The background of electric forces was a saga of fascinating and often accidental discoveries, important to Galvani’s experiments. The physician William Gilbert a.k.a Gilberd (1544 – 1603) practiced in London and in 1600 became president of the Royal College of Physicians and physician to Queen Elizabeth I. Gilbert studied the magnetic properties of lodestone, magnetic iron ore, published in his De Magnete, Magneticisque Corporibus, et de Magno Magnete, Tellure, Physiologia nova. Fol., Lond. 1600.i It was praised by Galileo. He realized the earth was a huge magnet with iron at its core. He demonstrated static electricity by rubbing amber — ἤλεκτρον, electron in Greek — and called its effect the electric force. Many investigators began to study electricity.2
In 1752 Benjamin Franklin (1706-1790), by flying a silk kite during a thunderstorm, proved that lightning was an example of electric conduction. He collected electric charge from a cloud with a wet twine attached to a key placed in a Leyden jar. When scientists first studied electric currents they believed that the flow was produced by motion of tiny particles with a positive charge.3 Subsequently it was shown to be a flow of negatively charged particles: electrons. Joseph Priestley (1733-1804) explained the terms “positive” and “negative,” “charging” and “discharging,” and “battery.” Encouraged by Franklin, Priestley designed an electric machine for generation and storage, illustrated in his A Familiar Introduction to Electricity (1768). Charles-Augustin de Coulomb, (1736-1806), Georg Simon Ohm (1789–1854), and André-Marie Ampère (1775 – 1836) performed famous experiments on electrical effluvia.

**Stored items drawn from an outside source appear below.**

// Copyright (c) 2026 Amunchain
// Licensed under the Apache License, Version 2.0 (the "License");
// you may not use this file except in compliance with the License.
// You may obtain a copy of the License at
//     http://www.apache.org/licenses/LICENSE-2.0
// Unless required by applicable law or agreed to in writing, software
// distributed under the License is distributed on an "AS IS" BASIS,
// WITHOUT WARRANTIES OR CONDITIONS OF ANY KIND, either express or implied.
// See the License for the specific language governing permissions and
// limitations under the License.

#![forbid(unsafe_code)]
#![warn(missing_docs)]

//! Membership Store (C3): the single authoritative source of `MembershipView`.
//!
//! An explicit value, not a process-wide singleton — callers wire an
//! `Arc<MembershipStore>` through whatever context needs it, so tests can
//! instantiate several independent stores in one process.

use crate::core::types::{now_ms, Address, NetworkAddress};
use std::collections::{BTreeMap, BTreeSet};
use thiserror::Error;
use tokio::sync::RwLock;

/// Membership errors. Rejected at the boundary; never mutate the store.
#[derive(Debug, Error, PartialEq, Eq)]
pub enum MembershipError {
    /// The zero address was used as a member key.
    #[error("zero address")]
    ZeroAddress,
}

/// A single known node.
#[derive(Clone, Debug, PartialEq, Eq)]
pub struct NodeRecord {
    /// Node address.
    pub address: Address,
    /// Last known `host:port`. Empty if unresolved (triggers WHO_IS).
    pub network_address: NetworkAddress,
    /// Last-seen wall clock, ms since epoch.
    pub last_seen_unix: u64,
    /// Whether a session to this node is currently live.
    pub connected: bool,
}

/// Defensive-copy snapshot of the membership view, returned by `getInfo`.
#[derive(Clone, Debug)]
pub struct MembershipInfo {
    /// Opaque status code (mirrors `ConsensusStatus.status`).
    pub status: i32,
    /// This node's own address.
    pub address: Address,
    /// Voter count.
    pub voters: usize,
    /// Node count.
    pub nodes: usize,
    /// Current epoch.
    pub nonce: u64,
}

struct Inner {
    nodes: BTreeMap<Address, NodeRecord>,
    voters: BTreeSet<Address>,
    nonce: u64,
    status: i32,
}

/// Authoritative membership state, single-writer discipline enforced by
/// holding the entire `Inner` behind one `RwLock`: mutations take the write
/// half, reads take the read half, and every compound mutation (e.g. admit =
/// addNode + addVoter + nonce bump) happens inside one write-guard so it is
/// observed atomically by readers.
pub struct MembershipStore {
    inner: RwLock<Inner>,
    self_address: Address,
}

impl MembershipStore {
    /// Construct a fresh, empty store for `self_address`.
    pub fn new(self_address: Address) -> Self {
        let mut voters = BTreeSet::new();
        voters.insert(self_address);
        Self {
            inner: RwLock::new(Inner {
                nodes: BTreeMap::new(),
                voters,
                nonce: 0,
                status: 0,
            }),
            self_address,
        }
    }

    /// This node's own address.
    pub fn self_address(&self) -> Address {
        self.self_address
    }

    /// Add or update a node record; idempotent.
    pub async fn add_node(
        &self,
        addr: Address,
        net_addr: NetworkAddress,
    ) -> Result<(), MembershipError> {
        if addr.is_zero() {
            return Err(MembershipError::ZeroAddress);
        }
        let mut inner = self.inner.write().await;
        let now = now_ms();
        inner
            .nodes
            .entry(addr)
            .and_modify(|r| {
                if !net_addr.is_empty() {
                    r.network_address = net_addr.clone();
                }
                r.last_seen_unix = now;
                r.connected = true;
            })
            .or_insert(NodeRecord {
                address: addr,
                network_address: net_addr,
                last_seen_unix: now,
                connected: true,
            });
        Ok(())
    }

    /// Mark `addr` eligible to grant votes; idempotent.
    pub async fn add_voter(&self, addr: Address) -> Result<(), MembershipError> {
        if addr.is_zero() {
            return Err(MembershipError::ZeroAddress);
        }
        self.inner.write().await.voters.insert(addr);
        Ok(())
    }

    /// Admit a joiner atomically: register it, grant it a vote, and advance
    /// the epoch, all under one write-guard so the snapshot handed back to
    /// the caller is self-consistent (§4.4).
    pub async fn admit(
        &self,
        addr: Address,
        net_addr: NetworkAddress,
    ) -> Result<u64, MembershipError> {
        if addr.is_zero() {
            return Err(MembershipError::ZeroAddress);
        }
        let mut inner = self.inner.write().await;
        let now = now_ms();
        inner
            .nodes
            .entry(addr)
            .and_modify(|r| {
                r.network_address = net_addr.clone();
                r.last_seen_unix = now;
                r.connected = true;
            })
            .or_insert(NodeRecord {
                address: addr,
                network_address: net_addr,
                last_seen_unix: now,
                connected: true,
            });
        inner.voters.insert(addr);
        inner.nonce += 1;
        Ok(inner.nonce)
    }

    /// Refresh `lastSeenUnix` for a known node; idempotent, no-op if unknown.
    pub async fn update_last_seen(&self, addr: Address) {
        let mut inner = self.inner.write().await;
        if let Some(r) = inner.nodes.get_mut(&addr) {
            r.last_seen_unix = now_ms();
        }
    }

    /// Mark a node's session gone without deleting its record (records are
    /// retained for informational purposes within an epoch, per §3).
    pub async fn mark_disconnected(&self, addr: Address) {
        let mut inner = self.inner.write().await;
        if let Some(r) = inner.nodes.get_mut(&addr) {
            r.connected = false;
        }
    }

    /// Defensive copy of all known nodes.
    pub async fn get_nodes(&self) -> Vec<NodeRecord> {
        self.inner.read().await.nodes.values().cloned().collect()
    }

    /// Look up a single node record.
    pub async fn get_node(&self, addr: Address) -> Option<NodeRecord> {
        self.inner.read().await.nodes.get(&addr).cloned()
    }

    /// Defensive copy of the voter set.
    pub async fn get_voters(&self) -> Vec<Address> {
        self.inner.read().await.voters.iter().copied().collect()
    }

    /// Current node count (for election quorum).
    pub async fn node_count(&self) -> usize {
        self.inner.read().await.nodes.len()
    }

    /// Explicitly set the epoch counter. Used when bootstrap's authoritative
    /// value must overwrite a local advisory value, even if smaller (§4.5).
    pub async fn set_nonce(&self, n: u64) {
        self.inner.write().await.nonce = n;
    }

    /// Current epoch value.
    pub async fn get_nonce(&self) -> u64 {
        self.inner.read().await.nonce
    }

    /// Advance the epoch by one and return the new value. Only meaningful on
    /// the bootstrap node; on other nodes this is an advisory hint that will
    /// be overwritten by the next authoritative message (§4.5, §9 open
    /// question on nonce semantics).
    pub async fn get_and_increment(&self) -> u64 {
        let mut inner = self.inner.write().await;
        inner.nonce += 1;
        inner.nonce
    }

    /// Set the opaque status code.
    pub async fn set_status(&self, status: i32) {
        self.inner.write().await.status = status;
    }

    /// Snapshot summary, as returned over the wire by `CONSENSUS_STATUS`.
    pub async fn get_info(&self) -> MembershipInfo {
        let inner = self.inner.read().await;
        MembershipInfo {
            status: inner.status,
            address: self.self_address,
            voters: inner.voters.len(),
            nodes: inner.nodes.len(),
            nonce: inner.nonce,
        }
    }
}

#[cfg(test)]
mod tests {
    use super::*;

    fn addr(b: u8) -> Address {
        Address::from_bytes([b; 20])
    }

    #[tokio::test]
    async fn admit_is_atomic_and_bumps_nonce() {
        let store = MembershipStore::new(addr(1));
        let net = NetworkAddress::parse("10.0.0.2:31000").unwrap();
        let nonce = store.admit(addr(2), net.clone()).await.unwrap();
        assert_eq!(nonce, 1);
        assert_eq!(store.get_nonce().await, 1);
        let nodes = store.get_nodes().await;
        assert_eq!(nodes.len(), 1);
        let voters = store.get_voters().await;
        assert!(voters.contains(&addr(2)));
    }

    #[tokio::test]
    async fn zero_address_rejected() {
        let store = MembershipStore::new(addr(1));
        let net = NetworkAddress::parse("10.0.0.2:31000").unwrap();
        assert_eq!(
            store.admit(Address::zero(), net).await,
            Err(MembershipError::ZeroAddress)
        );
    }

    #[tokio::test]
    async fn authoritative_nonce_overwrites_advisory() {
        let store = MembershipStore::new(addr(1));
        let _ = store.get_and_increment().await;
        let _ = store.get_and_increment().await;
        assert_eq!(store.get_nonce().await, 2);
        // Bootstrap asserts a smaller value; this models reset/resync (§4.5).
        store.set_nonce(1).await;
        assert_eq!(store.get_nonce().await, 1);
    }

    #[tokio::test]
    async fn add_node_idempotent() {
        let store = MembershipStore::new(addr(1));
        let net = NetworkAddress::parse("10.0.0.2:31000").unwrap();
        store.add_node(addr(2), net.clone()).await.unwrap();
        store.add_node(addr(2), net).await.unwrap();
        assert_eq!(store.get_nodes().await.len(), 1);
    }

    #[tokio::test]
    async fn mark_disconnected_retains_record() {
        let store = MembershipStore::new(addr(1));
        let net = NetworkAddress::parse("10.0.0.2:31000").unwrap();
        store.add_node(addr(2), net).await.unwrap();
        store.mark_disconnected(addr(2)).await;
        let rec = store.get_node(addr(2)).await.unwrap();
        assert!(!rec.connected);
    }
}
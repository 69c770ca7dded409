#![forbid(unsafe_code)]
#![allow(missing_docs)]

//! Networking support: persistent libp2p identity and peer reputation.
//! The gossip transport itself lives in [`crate::gossip`].

pub mod p2p_identity;
pub mod peer_score;
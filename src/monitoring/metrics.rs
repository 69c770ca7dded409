// Copyright (c) 2026 Amunchain
// Licensed under the Apache License, Version 2.0 (the "License");
// you may not use this file except in compliance with the License.
// You may obtain a copy of the License at
//     http://www.apache.org/licenses/LICENSE-2.0
// Unless required by applicable law or agreed to in writing, software
// distributed under the License is distributed on an "AS IS" BASIS,
// WITHOUT WARRANTIES OR CONDITIONS OF ANY KIND, either express or implied.
// See the License for the specific language governing permissions and
// limitations under the License.

#![forbid(unsafe_code)]
#![warn(missing_docs)]

use prometheus::{IntCounter, IntCounterVec, IntGauge, Opts, Registry};
use thiserror::Error;

/// Metrics errors.
#[derive(Debug, Error)]
pub enum MetricsError {
    #[error("prometheus")]
    Prom,
}

/// Metrics container, covering the bootstrap mesh, election engine, block
/// pipeline, and gossip transport.
#[derive(Clone)]
pub struct Metrics {
    /// Registry.
    pub registry: Registry,

    /// Connected gossip peers gauge.
    pub p2p_peers: IntGauge,
    /// Dropped replay messages.
    pub p2p_replay_dropped_total: IntCounter,
    /// Invalid decoded messages.
    pub p2p_invalid_msg_total: IntCounter,

    /// Known node count (C3).
    pub membership_nodes: IntGauge,
    /// Known voter count (C3).
    pub membership_voters: IntGauge,
    /// Current membership epoch (C3).
    pub membership_nonce: IntGauge,
    /// Live sessions in the connection pool (C2).
    pub pool_sessions: IntGauge,

    /// Current election term (C6).
    pub election_term: IntGauge,
    /// Current role: 0=follower, 1=candidate, 2=leader (C6).
    pub election_role: IntGauge,

    /// Blocks received by the pipeline (C7).
    pub chain_received_total: IntCounter,
    /// Blocks admitted by the pipeline (C7).
    pub chain_processed_total: IntCounter,
    /// Blocks rejected, labeled by reason (C7).
    pub chain_rejected_total: IntCounterVec,
    /// Blocks broadcast, labeled by target (C7).
    pub chain_broadcast_total: IntCounterVec,
}

impl Metrics {
    /// Create and register metrics.
    pub fn new() -> Result<Self, MetricsError> {
        let registry = Registry::new();

        let p2p_peers =
            IntGauge::new("meshcore_p2p_peers", "Connected gossip peers").map_err(|_| MetricsError::Prom)?;
        let p2p_replay_dropped_total = IntCounter::new(
            "meshcore_p2p_replay_dropped_total",
            "Gossip messages dropped as replays",
        )
        .map_err(|_| MetricsError::Prom)?;
        let p2p_invalid_msg_total = IntCounter::new(
            "meshcore_p2p_invalid_msg_total",
            "Gossip messages dropped as invalid",
        )
        .map_err(|_| MetricsError::Prom)?;

        let membership_nodes =
            IntGauge::new("meshcore_membership_nodes", "Known node count").map_err(|_| MetricsError::Prom)?;
        let membership_voters =
            IntGauge::new("meshcore_membership_voters", "Known voter count").map_err(|_| MetricsError::Prom)?;
        let membership_nonce =
            IntGauge::new("meshcore_membership_nonce", "Current membership epoch").map_err(|_| MetricsError::Prom)?;
        let pool_sessions =
            IntGauge::new("meshcore_pool_sessions", "Live connection pool sessions").map_err(|_| MetricsError::Prom)?;

        let election_term =
            IntGauge::new("meshcore_election_term", "Current election term").map_err(|_| MetricsError::Prom)?;
        let election_role = IntGauge::new(
            "meshcore_election_role",
            "Current role (0=follower, 1=candidate, 2=leader)",
        )
        .map_err(|_| MetricsError::Prom)?;

        let chain_received_total = IntCounter::new("meshcore_chain_received_total", "Blocks received")
            .map_err(|_| MetricsError::Prom)?;
        let chain_processed_total = IntCounter::new("meshcore_chain_processed_total", "Blocks admitted")
            .map_err(|_| MetricsError::Prom)?;
        let chain_rejected_total = IntCounterVec::new(
            Opts::new("meshcore_chain_rejected_total", "Blocks rejected, by reason"),
            &["reason"],
        )
        .map_err(|_| MetricsError::Prom)?;
        let chain_broadcast_total = IntCounterVec::new(
            Opts::new("meshcore_chain_broadcast_total", "Blocks broadcast, by target"),
            &["target"],
        )
        .map_err(|_| MetricsError::Prom)?;

        registry.register(Box::new(p2p_peers.clone())).map_err(|_| MetricsError::Prom)?;
        registry
            .register(Box::new(p2p_replay_dropped_total.clone()))
            .map_err(|_| MetricsError::Prom)?;
        registry
            .register(Box::new(p2p_invalid_msg_total.clone()))
            .map_err(|_| MetricsError::Prom)?;

        registry
            .register(Box::new(membership_nodes.clone()))
            .map_err(|_| MetricsError::Prom)?;
        registry
            .register(Box::new(membership_voters.clone()))
            .map_err(|_| MetricsError::Prom)?;
        registry
            .register(Box::new(membership_nonce.clone()))
            .map_err(|_| MetricsError::Prom)?;
        registry
            .register(Box::new(pool_sessions.clone()))
            .map_err(|_| MetricsError::Prom)?;

        registry
            .register(Box::new(election_term.clone()))
            .map_err(|_| MetricsError::Prom)?;
        registry
            .register(Box::new(election_role.clone()))
            .map_err(|_| MetricsError::Prom)?;

        registry
            .register(Box::new(chain_received_total.clone()))
            .map_err(|_| MetricsError::Prom)?;
        registry
            .register(Box::new(chain_processed_total.clone()))
            .map_err(|_| MetricsError::Prom)?;
        registry
            .register(Box::new(chain_rejected_total.clone()))
            .map_err(|_| MetricsError::Prom)?;
        registry
            .register(Box::new(chain_broadcast_total.clone()))
            .map_err(|_| MetricsError::Prom)?;

        Ok(Self {
            registry,
            p2p_peers,
            p2p_replay_dropped_total,
            p2p_invalid_msg_total,
            membership_nodes,
            membership_voters,
            membership_nonce,
            pool_sessions,
            election_term,
            election_role,
            chain_received_total,
            chain_processed_total,
            chain_rejected_total,
            chain_broadcast_total,
        })
    }
}

#[cfg(test)]
mod tests {
    use super::*;

    #[test]
    fn construction_registers_without_panicking() {
        let m = Metrics::new().unwrap();
        m.chain_rejected_total.with_label_values(&["duplicate"]).inc();
        m.chain_broadcast_total.with_label_values(&["gossip"]).inc();
        assert_eq!(
            m.chain_rejected_total.with_label_values(&["duplicate"]).get(),
            1
        );
    }
}
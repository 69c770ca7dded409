// Copyright (c) 2026 Amunchain
// Licensed under the Apache License, Version 2.0 (the "License");
// you may not use this file except in compliance with the License.
// You may obtain a copy of the License at
//     http://www.apache.org/licenses/LICENSE-2.0
// Unless required by applicable law or agreed to in writing, software
// distributed under the License is distributed on an "AS IS" BASIS,
// WITHOUT WARRANTIES OR CONDITIONS OF ANY KIND, either express or implied.
// See the License for the specific language governing permissions and
// limitations under the License.

#![forbid(unsafe_code)]
#![warn(missing_docs)]

//! Block Pipeline (C7): outbound production polling and inbound validation,
//! de-duplication, fork handling, and at-most-once admission.
//!
//! Block production, transaction validation, and persistent storage are
//! external collaborators (non-goals, §1); this module only drives the
//! pipeline against the `ChainFacade`/`BlockProducer` traits an embedder
//! supplies.

use async_trait::async_trait;
use std::collections::HashSet;
use thiserror::Error;
use tokio::sync::Mutex;
use tracing::warn;

use crate::core::types::Hash32;

/// Opaque block fields the core must inspect. Everything else about the
/// block's representation is up to the embedder.
pub trait Block: Send + Sync + 'static {
    /// Canonical block hash.
    fn hash(&self) -> Hash32;
    /// Hash of the block this one extends.
    fn prev_hash(&self) -> Hash32;
    /// Chain height.
    fn height(&self) -> u64;
    /// Proof-of-work difficulty target.
    fn difficulty(&self) -> u64;
    /// Chain identifier, to reject cross-chain replay.
    fn chain_id(&self) -> u64;
    /// Serialize to the JSON payload carried by `BLOCK` frames / envelopes.
    fn to_json(&self) -> String;
}

/// Chain pipeline errors.
#[derive(Debug, Error, PartialEq, Eq)]
pub enum ChainError {
    /// The JSON payload did not parse into a well-formed block.
    #[error("parse error")]
    ParseError,
    /// Structural validation failed (height/chainId/difficulty).
    #[error("structural validation failed")]
    InvalidStructure,
    /// Recomputed hash did not match the claimed hash.
    #[error("hash mismatch")]
    HashMismatch,
    /// Block hash already admitted or broadcast.
    #[error("duplicate")]
    Duplicate,
    /// Competing chain is not better under the fork rule.
    #[error("fork inferior")]
    ForkInferior,
    /// The external chain façade rejected the block.
    #[error("facade rejected")]
    FacadeRejected,
}

/// External collaborator owning chain state. The core never stores blocks
/// itself; it only reads through this interface (§6, §9 cyclic-reference
/// cut).
#[async_trait]
pub trait ChainFacade<B: Block>: Send + Sync {
    /// The current chain tip, or `None` if the chain is empty.
    async fn get_latest(&self) -> Option<B>;
    /// Append a validated block, attempting reorg if it does not extend the
    /// current tip directly.
    async fn add(&self, block: B) -> Result<(), ChainError>;
    /// Recompute a block's canonical hash (used to validate claimed hashes).
    fn compute_hash(&self, block: &B) -> Hash32;
    /// Deep structural/semantic validation delegated to the embedder.
    async fn validate_block(&self, block: &B) -> Result<(), ChainError>;
    /// Cumulative work of the chain ending at `block`, used for fork
    /// tie-breaking. Left entirely to the façade (§9 open question).
    async fn chain_work(&self, block: &B) -> u64;
}

/// Locally produced blocks, pushed into the outbound broadcast queue.
#[async_trait]
pub trait BlockProducer<B: Block>: Send + Sync {
    /// Poll for the latest locally produced block, if any.
    async fn latest(&self) -> Option<B>;
}

/// Outbound counters (§4.7's abstract metrics).
#[derive(Default, Debug)]
pub struct PipelineCounters {
    /// Total inbound blocks received.
    pub received: u64,
    /// Total blocks admitted.
    pub processed: u64,
    /// Total rejections, by reason string.
    pub rejected: std::collections::HashMap<&'static str, u64>,
    /// Total outbound broadcasts, by target ("gossip" / "direct").
    pub broadcast: std::collections::HashMap<&'static str, u64>,
}

/// Drives C7: holds the de-duplication set and counters, and implements the
/// inbound acceptance algorithm of §4.7.
pub struct BlockPipeline<B: Block> {
    seen: Mutex<HashSet<Hash32>>,
    facade: std::sync::Arc<dyn ChainFacade<B>>,
    counters: Mutex<PipelineCounters>,
    last_sent_hash: Mutex<Option<Hash32>>,
}

impl<B: Block> BlockPipeline<B> {
    /// Construct a new pipeline against the given façade.
    pub fn new(facade: std::sync::Arc<dyn ChainFacade<B>>) -> Self {
        Self {
            seen: Mutex::new(HashSet::new()),
            facade,
            counters: Mutex::new(PipelineCounters::default()),
            last_sent_hash: Mutex::new(None),
        }
    }

    async fn reject(&self, reason: &'static str) {
        let mut c = self.counters.lock().await;
        *c.rejected.entry(reason).or_insert(0) += 1;
    }

    /// Poll the producer; if the tip changed since the last broadcast,
    /// return the block to send (the caller performs the actual send — over
    /// gossip and/or the direct bootstrap session).
    pub async fn poll_outbound(&self) -> Option<B> {
        let latest = self.facade.get_latest().await?;
        let hash = latest.hash();
        let mut last = self.last_sent_hash.lock().await;
        if *last == Some(hash) {
            return None;
        }
        *last = Some(hash);
        let mut c = self.counters.lock().await;
        *c.broadcast.entry("gossip").or_insert(0) += 1;
        Some(latest)
    }

    /// Run the full inbound acceptance algorithm of §4.7 on a received
    /// block. Returns `Ok(())` on acceptance (the block has already been
    /// `propose`d/`add`ed to the façade).
    pub async fn ingest(&self, block: B) -> Result<(), ChainError> {
        {
            let mut c = self.counters.lock().await;
            c.received += 1;
        }

        if block.difficulty() < 1 || block.chain_id() == 0 {
            self.reject("invalid_structure").await;
            return Err(ChainError::InvalidStructure);
        }

        let claimed = block.hash();
        let recomputed = self.facade.compute_hash(&block);
        if claimed != recomputed {
            self.reject("hash_mismatch").await;
            return Err(ChainError::HashMismatch);
        }

        {
            let seen = self.seen.lock().await;
            if seen.contains(&claimed) {
                self.reject("duplicate").await;
                return Err(ChainError::Duplicate);
            }
        }

        let latest = self.facade.get_latest().await;
        match latest {
            None => {
                if block.height() != 0 {
                    self.reject("not_genesis").await;
                    return Err(ChainError::InvalidStructure);
                }
            }
            Some(ref tip) => {
                if block.prev_hash() != tip.hash() {
                    // Fork handling: longer wins; ties broken by cumulative work.
                    let local_height = tip.height();
                    let remote_height = block.height();
                    let local_work = self.facade.chain_work(tip).await;
                    let remote_work = self.facade.chain_work(&block).await;
                    let remote_better = (remote_height, remote_work) > (local_height, local_work);
                    if !remote_better {
                        self.reject("fork_inferior").await;
                        return Err(ChainError::ForkInferior);
                    }
                    if let Err(e) = self.facade.validate_block(&block).await {
                        self.reject("facade_rejected").await;
                        return Err(e);
                    }
                }
            }
        }

        self.seen.lock().await.insert(claimed);
        if let Err(e) = self.facade.add(block).await {
            warn!(?e, "facade rejected block after acceptance checks passed");
            self.reject("facade_rejected").await;
            return Err(e);
        }

        let mut c = self.counters.lock().await;
        c.processed += 1;
        Ok(())
    }

    /// Snapshot of the pipeline's counters (for metrics export).
    pub async fn counters_snapshot(&self) -> PipelineCounters {
        let c = self.counters.lock().await;
        PipelineCounters {
            received: c.received,
            processed: c.processed,
            rejected: c.rejected.clone(),
            broadcast: c.broadcast.clone(),
        }
    }
}

#[cfg(test)]
mod tests {
    use super::*;
    use std::sync::atomic::{AtomicU64, Ordering};
    use std::sync::Mutex as StdMutex;

    #[derive(Clone, Debug, PartialEq, Eq)]
    struct TestBlock {
        h: u64,
        height: u64,
        prev: u64,
        difficulty: u64,
        chain_id: u64,
        work: u64,
    }

    impl Block for TestBlock {
        fn hash(&self) -> Hash32 {
            Hash32::digest(&self.h.to_be_bytes())
        }
        fn prev_hash(&self) -> Hash32 {
            Hash32::digest(&self.prev.to_be_bytes())
        }
        fn height(&self) -> u64 {
            self.height
        }
        fn difficulty(&self) -> u64 {
            self.difficulty
        }
        fn chain_id(&self) -> u64 {
            self.chain_id
        }
        fn to_json(&self) -> String {
            format!("{{\"h\":{}}}", self.h)
        }
    }

    struct TestFacade {
        tip: StdMutex<Option<TestBlock>>,
        add_calls: AtomicU64,
    }

    #[async_trait]
    impl ChainFacade<TestBlock> for TestFacade {
        async fn get_latest(&self) -> Option<TestBlock> {
            self.tip.lock().unwrap().clone()
        }
        async fn add(&self, block: TestBlock) -> Result<(), ChainError> {
            self.add_calls.fetch_add(1, Ordering::SeqCst);
            *self.tip.lock().unwrap() = Some(block);
            Ok(())
        }
        fn compute_hash(&self, block: &TestBlock) -> Hash32 {
            block.hash()
        }
        async fn validate_block(&self, _block: &TestBlock) -> Result<(), ChainError> {
            Ok(())
        }
        async fn chain_work(&self, block: &TestBlock) -> u64 {
            block.work
        }
    }

    fn genesis() -> TestBlock {
        TestBlock {
            h: 0,
            height: 0,
            prev: 0,
            difficulty: 1,
            chain_id: 1,
            work: 10,
        }
    }

    #[tokio::test]
    async fn accepts_genesis_on_empty_chain() {
        let facade = std::sync::Arc::new(TestFacade {
            tip: StdMutex::new(None),
            add_calls: AtomicU64::new(0),
        });
        let pipeline = BlockPipeline::new(facade.clone());
        pipeline.ingest(genesis()).await.unwrap();
        assert_eq!(facade.add_calls.load(Ordering::SeqCst), 1);
    }

    #[tokio::test]
    async fn duplicate_block_rejected_and_added_once() {
        let facade = std::sync::Arc::new(TestFacade {
            tip: StdMutex::new(None),
            add_calls: AtomicU64::new(0),
        });
        let pipeline = BlockPipeline::new(facade.clone());
        pipeline.ingest(genesis()).await.unwrap();
        let err = pipeline.ingest(genesis()).await.unwrap_err();
        assert_eq!(err, ChainError::Duplicate);
        assert_eq!(facade.add_calls.load(Ordering::SeqCst), 1);
        let counters = pipeline.counters_snapshot().await;
        assert_eq!(counters.received, 2);
        assert_eq!(counters.processed, 1);
        assert_eq!(*counters.rejected.get("duplicate").unwrap(), 1);
    }

    #[tokio::test]
    async fn fork_inferior_rejected() {
        let tip = TestBlock {
            h: 10,
            height: 10,
            prev: 9,
            difficulty: 1,
            chain_id: 1,
            work: 100,
        };
        let facade = std::sync::Arc::new(TestFacade {
            tip: StdMutex::new(Some(tip)),
            add_calls: AtomicU64::new(0),
        });
        let pipeline = BlockPipeline::new(facade.clone());
        let competitor = TestBlock {
            h: 11,
            height: 10,
            prev: 7,
            difficulty: 1,
            chain_id: 1,
            work: 90,
        };
        let err = pipeline.ingest(competitor).await.unwrap_err();
        assert_eq!(err, ChainError::ForkInferior);
        assert_eq!(facade.add_calls.load(Ordering::SeqCst), 0);
    }

    #[tokio::test]
    async fn straight_extension_accepted() {
        let tip = genesis();
        let tip_hash = tip.h;
        let facade = std::sync::Arc::new(TestFacade {
            tip: StdMutex::new(Some(tip)),
            add_calls: AtomicU64::new(0),
        });
        let pipeline = BlockPipeline::new(facade.clone());
        let next = TestBlock {
            h: 1,
            height: 1,
            prev: tip_hash,
            difficulty: 1,
            chain_id: 1,
            work: 20,
        };
        pipeline.ingest(next).await.unwrap();
        assert_eq!(facade.add_calls.load(Ordering::SeqCst), 1);
    }
}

After Galvani, Volta’s first electric pile of zinc and silver (or copper and pewter) was described in 1800. Both Michael Faraday (1791-1867) and James Clerk Maxwell (1831–1879) were later to report their revolutionary experiments of electrical induction and electro-magnetism.
Electric Powers in nerves
Decades earlier, the idea that nerve conduction might be electrical was suggested by Stephen Hales (1677-1761), curate of Teddington.4
The nervous system as the regulator of physiological functions had been suspected since the time of Descartes. As a result, the postulated spiritus vitalis was located in the nerves. In the third edition of Haemastaticks, 1740, (p.55.) Hales made the startling suggestion that perhaps nerves functioned by conducting “electrical powers.” This was based on experiments in which he decapitated a frog and thirty hours later observed it move its body when stimulated, and convulse when he thrust a needle down the spinal marrow. This was the first observation of spinal reflexes and their abolition by destruction of the cord. It was quoted in Robert Whytt’s (1714-66) Physiological Essays 1755, two years before Whytt’s own description of reflex action. Hales deduced:
Muscular contraction must therefore be owing to some more vigorous and active Energy whose Force is regulated by the Nerves; But whether it be confined to the Canals within the Nerves, or acts along their Surfaces like electrical Powers, is not easy to demonstrate.5
Almost a century later Du Bois-Reymond (1818-1896) proved that the passage of a nerve impulse was accompanied by an electrical discharge6 named the action potential.7 He invented a refined nerve galvanometer and a stimulus-producing induction coil.
The Galvani Volta debate
A much-repeated story tells how in 1871 Galvani’s wife was preparing a frog for soup; when she accidentally touched it with a knife a muscle contraction occurred, despite the frog not being connected to his electrical machine. He repeated the experiments and deduced that twitching was caused by electrical action (Fig 2.). During an electrical storm he elicited muscular contraction in a frog by touching its nerves with a pair of scissors. Galvani later reported a similar, accidental observation:
When one of the assistants by chance lightly applied the point of a scalpel to the femoral nerves of a dissected frog, suddenly all the muscles of the limbs were seen to contract, they appeared to have fallen into violent tonic convulsion. … Another assistant had observed a spark was discharged from the conductor of a nearby electrical machine (Galvani. De viribus,1791)9
He also elicited twitching without the electrostatic machine by pressing a bronze hook onto a frog’s spinal cord and hanging the hook on an iron rail. Galvani concluded that animal tissue contained an innate, vital “animal electricity” that activated nerve and muscle when spanned by metal probes. He believed that this form of electricity was additional to the “natural” form produced by lightning or by the electric eel and torpedo ray, and distinct from the shock produced by friction (i.e. static electricity). In 1791, after years of delay, he published his famous essay De Viribus Electricitatis in Motu Musculari Commentarius (Commentary on the Strength of Electricity on Muscular Motion)(Fig 3.).8
However, the highly respected Alessandro Volta (1745–1827) asserted Galvani was wrong. (The volt, a unit of the electromotive force that drives current, was named in his honor in 1881.) Volta believed that electricity detected by Galvani was not innate in the animal but simply due to electric currents produced by a completed circuit that connected dissimilar metals. Using two metals (silver and zinc) he invented the Voltaic pile, or battery. A spirited debate lasted many years.9,10At first Volta’s doctrine prevailed over Galvani’s. But Galvani later proved his concept of intrinsic electrical activity when without an electrical source he elicited muscular contraction by placing the spinal stump and sciatic nerve in contact with the frog’s leg of the opposite side.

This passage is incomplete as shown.